Can somebody please walk me through?

I enabled Access, linked my Paypal account, then went to one domain and setup the application I want to protect, access policies (followed by a deny policy) and stuck with the passwordless login method.
waited, and waited, and waited… then I realized the app I setup for testing was NOT protected by CF :frowning:
went to my DNS tab and enabled CF protection for this app url.
still waiting though…

did I forget something? how long does activation of access take?

see screenshot:


It’s instantaneous. And you don’t need a DENY statement (it’s implied).

Another user discovered there’s no error checking for Access URLs. If your URL isn’t quite right (or on a bypassed subdomain), Access won’t apply to that URL.


not sure what I could have done wrong, I selected a subdomain and did not enter (optional) path after the domain =>


Is the sub domain proxied? (:orange:)
What does your “Allow” policy look like?

Delete the deny rule. It’s not necessary since all access is denied by default.


The ALLOW ME rule simply allows one email address: mine.

I think I know what the problem is: I did indeed proxy the subdomain: sub.domain.tld but didn’t realize there was a pre-existing *.domain.tld which obviously can’t be proxied. It looks like I need to remove the wildcard subdomain first.

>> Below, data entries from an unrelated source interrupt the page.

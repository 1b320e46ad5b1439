/*
 * SPDX-FileCopyrightText: 2026 RedHunt07 - FEDI3 Project
 * SPDX-License-Identifier: AGPL-3.0-only
 */

//! Keyset pagination shared by every list stream.
//!
//! Rows are totally ordered by `(created_at, id)`. The id breaks ties between
//! rows sharing a timestamp, so the boundary predicate is the lexicographic
//! comparison on the pair and adjacent pages never overlap or skip rows.

use chrono::{DateTime, Utc};

use crate::cursor::{decode_cursor, Cursor};
use crate::error::CoreResult;

/// Fixed page sizes; clients cannot choose their own.
pub const FEED_PAGE_LIMIT: usize = 20;
pub const CONVERSATIONS_PAGE_LIMIT: usize = 20;
pub const COMMENTS_PAGE_LIMIT: usize = 50;
pub const MESSAGES_PAGE_LIMIT: usize = 50;

#[derive(Debug, Clone, Copy, PartialEq, Eq)]
pub enum Direction {
    /// Newest first: feed, conversations, messages.
    Descending,
    /// Oldest first: comments.
    Ascending,
}

#[derive(Debug, Clone)]
pub struct Page<T> {
    pub items: Vec<T>,
    pub next: Option<Cursor>,
}

impl<T> Page<T> {
    pub fn next_token(&self) -> String {
        crate::cursor::encode_cursor(self.next.as_ref())
    }
}

/// One page request: ordering, fixed page size and the decoded boundary.
#[derive(Debug, Clone, Copy)]
pub struct Keyset {
    direction: Direction,
    limit: usize,
    boundary: Option<Cursor>,
}

impl Keyset {
    pub fn new(direction: Direction, limit: usize, boundary: Option<Cursor>) -> Self {
        // An id of 0 never names a row, so it carries no boundary.
        let boundary = boundary.filter(|c| c.id != 0);
        Self {
            direction,
            limit: limit.max(1),
            boundary,
        }
    }

    pub fn from_token(direction: Direction, limit: usize, token: &str) -> CoreResult<Self> {
        Ok(Self::new(direction, limit, decode_cursor(token)?))
    }

    pub fn direction(&self) -> Direction {
        self.direction
    }

    pub fn limit(&self) -> usize {
        self.limit
    }

    pub fn boundary(&self) -> Option<&Cursor> {
        self.boundary.as_ref()
    }

    /// Whether a row at `(time, id)` lies strictly past the boundary.
    pub fn admits(&self, time: DateTime<Utc>, id: u64) -> bool {
        let Some(b) = self.boundary else { return true };
        match self.direction {
            Direction::Descending => time < b.time || (time == b.time && id < b.id),
            Direction::Ascending => time > b.time || (time == b.time && id > b.id),
        }
    }

    /// SQL form of [`Keyset::admits`] over nanosecond time and integer id
    /// columns, with its three positional values. `None` on the first page.
    pub fn sql_filter(&self, time_col: &str, id_col: &str) -> Option<(String, [i64; 3])> {
        let b = self.boundary?;
        let op = match self.direction {
            Direction::Descending => "<",
            Direction::Ascending => ">",
        };
        let ns = b.time.timestamp_nanos_opt().unwrap_or(i64::MAX);
        // Row ids never exceed i64::MAX, so clamping keeps the comparison exact.
        let id = i64::try_from(b.id).unwrap_or(i64::MAX);
        Some((
            format!("({time_col} {op} ? OR ({time_col} = ? AND {id_col} {op} ?))"),
            [ns, ns, id],
        ))
    }

    pub fn sql_order(&self, time_col: &str, id_col: &str) -> String {
        let dir = match self.direction {
            Direction::Descending => "DESC",
            Direction::Ascending => "ASC",
        };
        format!("{time_col} {dir}, {id_col} {dir}")
    }

    /// Wraps rows the store already filtered, ordered and limited.
    pub fn finish<T>(&self, items: Vec<T>, key: impl Fn(&T) -> (DateTime<Utc>, u64)) -> Page<T> {
        let next = if items.len() == self.limit {
            items.last().map(|last| {
                let (time, id) = key(last);
                Cursor::new(time, id)
            })
        } else {
            None
        };
        Page { items, next }
    }

    /// In-memory pagination over rows already sorted in this keyset's direction.
    pub fn paginate<T>(
        &self,
        rows: impl IntoIterator<Item = T>,
        key: impl Fn(&T) -> (DateTime<Utc>, u64),
    ) -> Page<T> {
        let items = rows
            .into_iter()
            .filter(|row| {
                let (time, id) = key(row);
                self.admits(time, id)
            })
            .take(self.limit)
            .collect();
        self.finish(items, key)
    }
}

#[cfg(test)]
mod tests {
    use super::*;
    use chrono::TimeZone;

    #[derive(Debug, Clone, PartialEq)]
    struct Row {
        at: DateTime<Utc>,
        id: u64,
    }

    fn key(r: &Row) -> (DateTime<Utc>, u64) {
        (r.at, r.id)
    }

    /// Ten rows sharing only three distinct timestamps.
    fn rows_desc() -> Vec<Row> {
        let mut rows: Vec<Row> = (1..=10u64)
            .map(|id| Row {
                at: Utc.timestamp_nanos(1_700_000_000_000_000_000 + ((id as i64 - 1) / 4)),
                id,
            })
            .collect();
        rows.sort_by(|a, b| (b.at, b.id).cmp(&(a.at, a.id)));
        rows
    }

    #[test]
    fn descending_pages_are_strictly_ordered_and_disjoint() {
        let rows = rows_desc();
        let first = Keyset::new(Direction::Descending, 4, None).paginate(rows.clone(), key);
        assert_eq!(first.items.len(), 4);
        for pair in first.items.windows(2) {
            assert!((pair[0].at, pair[0].id) > (pair[1].at, pair[1].id));
        }

        let mut seen: Vec<u64> = first.items.iter().map(|r| r.id).collect();
        let mut next = first.next;
        while let Some(cursor) = next {
            let page = Keyset::new(Direction::Descending, 4, Some(cursor)).paginate(rows.clone(), key);
            for r in &page.items {
                assert!(!seen.contains(&r.id), "row {} returned twice", r.id);
                seen.push(r.id);
            }
            next = page.next;
        }
        let expected: Vec<u64> = rows.iter().map(|r| r.id).collect();
        assert_eq!(seen, expected);
    }

    #[test]
    fn ascending_boundary_inverts_the_comparison() {
        let mut rows = rows_desc();
        rows.reverse();
        let ks = Keyset::new(Direction::Ascending, 3, None);
        let page = ks.paginate(rows.clone(), key);
        assert_eq!(page.items.iter().map(|r| r.id).collect::<Vec<_>>(), vec![1, 2, 3]);
        let page = Keyset::new(Direction::Ascending, 3, page.next).paginate(rows, key);
        assert_eq!(page.items.iter().map(|r| r.id).collect::<Vec<_>>(), vec![4, 5, 6]);
    }

    #[test]
    fn next_cursor_only_when_page_is_full() {
        let rows = rows_desc();
        let full = Keyset::new(Direction::Descending, 10, None).paginate(rows.clone(), key);
        assert_eq!(full.items.len(), 10);
        assert!(full.next.is_some());

        let short = Keyset::new(Direction::Descending, 11, None).paginate(rows, key);
        assert_eq!(short.items.len(), 10);
        assert!(short.next.is_none());
        assert_eq!(short.next_token(), "");
    }

    #[test]
    fn next_cursor_points_at_last_item() {
        let rows = rows_desc();
        let page = Keyset::new(Direction::Descending, 3, None).paginate(rows, key);
        let last = page.items.last().unwrap();
        assert_eq!(page.next, Some(Cursor::new(last.at, last.id)));
    }

    #[test]
    fn zero_id_boundary_means_first_page() {
        let at = Utc.timestamp_nanos(1);
        let ks = Keyset::new(Direction::Descending, 5, Some(Cursor::new(at, 0)));
        assert!(ks.boundary().is_none());
        assert!(ks.sql_filter("t", "id").is_none());
    }

    #[test]
    fn sql_filter_matches_in_memory_predicate() {
        let at = Utc.timestamp_nanos(1_700_000_000_000_000_123);
        let ks = Keyset::new(Direction::Descending, 5, Some(Cursor::new(at, 9)));
        let (sql, vals) = ks.sql_filter("p.created_at_ns", "p.id").unwrap();
        assert_eq!(sql, "(p.created_at_ns < ? OR (p.created_at_ns = ? AND p.id < ?))");
        assert_eq!(vals, [1_700_000_000_000_000_123, 1_700_000_000_000_000_123, 9]);
        assert_eq!(ks.sql_order("p.created_at_ns", "p.id"), "p.created_at_ns DESC, p.id DESC");

        let asc = Keyset::new(Direction::Ascending, 5, Some(Cursor::new(at, 9)));
        let (sql, _) = asc.sql_filter("created_at_ns", "id").unwrap();
        assert_eq!(sql, "(created_at_ns > ? OR (created_at_ns = ? AND id > ?))");
    }

    #[test]
    fn sql_filter_clamps_ids_beyond_i64() {
        let at = Utc.timestamp_nanos(1_000);
        let ks = Keyset::new(Direction::Descending, 5, Some(Cursor::new(at, u64::MAX)));
        let (_, vals) = ks.sql_filter("t", "id").unwrap();
        assert_eq!(vals, [1_000, 1_000, i64::MAX]);
        assert!(ks.admits(at, 1));
        assert!(!Keyset::new(Direction::Ascending, 5, Some(Cursor::new(at, u64::MAX))).admits(at, 1));
    }

    #[test]
    fn malformed_token_is_an_error_not_a_first_page() {
        assert!(Keyset::from_token(Direction::Descending, 20, "%%%").is_err());
        let ks = Keyset::from_token(Direction::Descending, 20, "").unwrap();
        assert!(ks.boundary().is_none());
    }
}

removing the wildcard DNS record and adding the 4 subdomains it was used for didn’t help :frowning: still no access protection. This tools needs a check to advise what’s missing. Seriously.


What does CF access require in the crypto tab?


You hav Cloudflare paused, so all requests are going direct to origin and bypassing Cloudflare.


sorry for that. I haven’t visited CF’s dashboard in a while as everything as just working smoothly so I didn’t realize that.


This topic was automatically closed 30 days after the last reply. New replies are no longer allowed.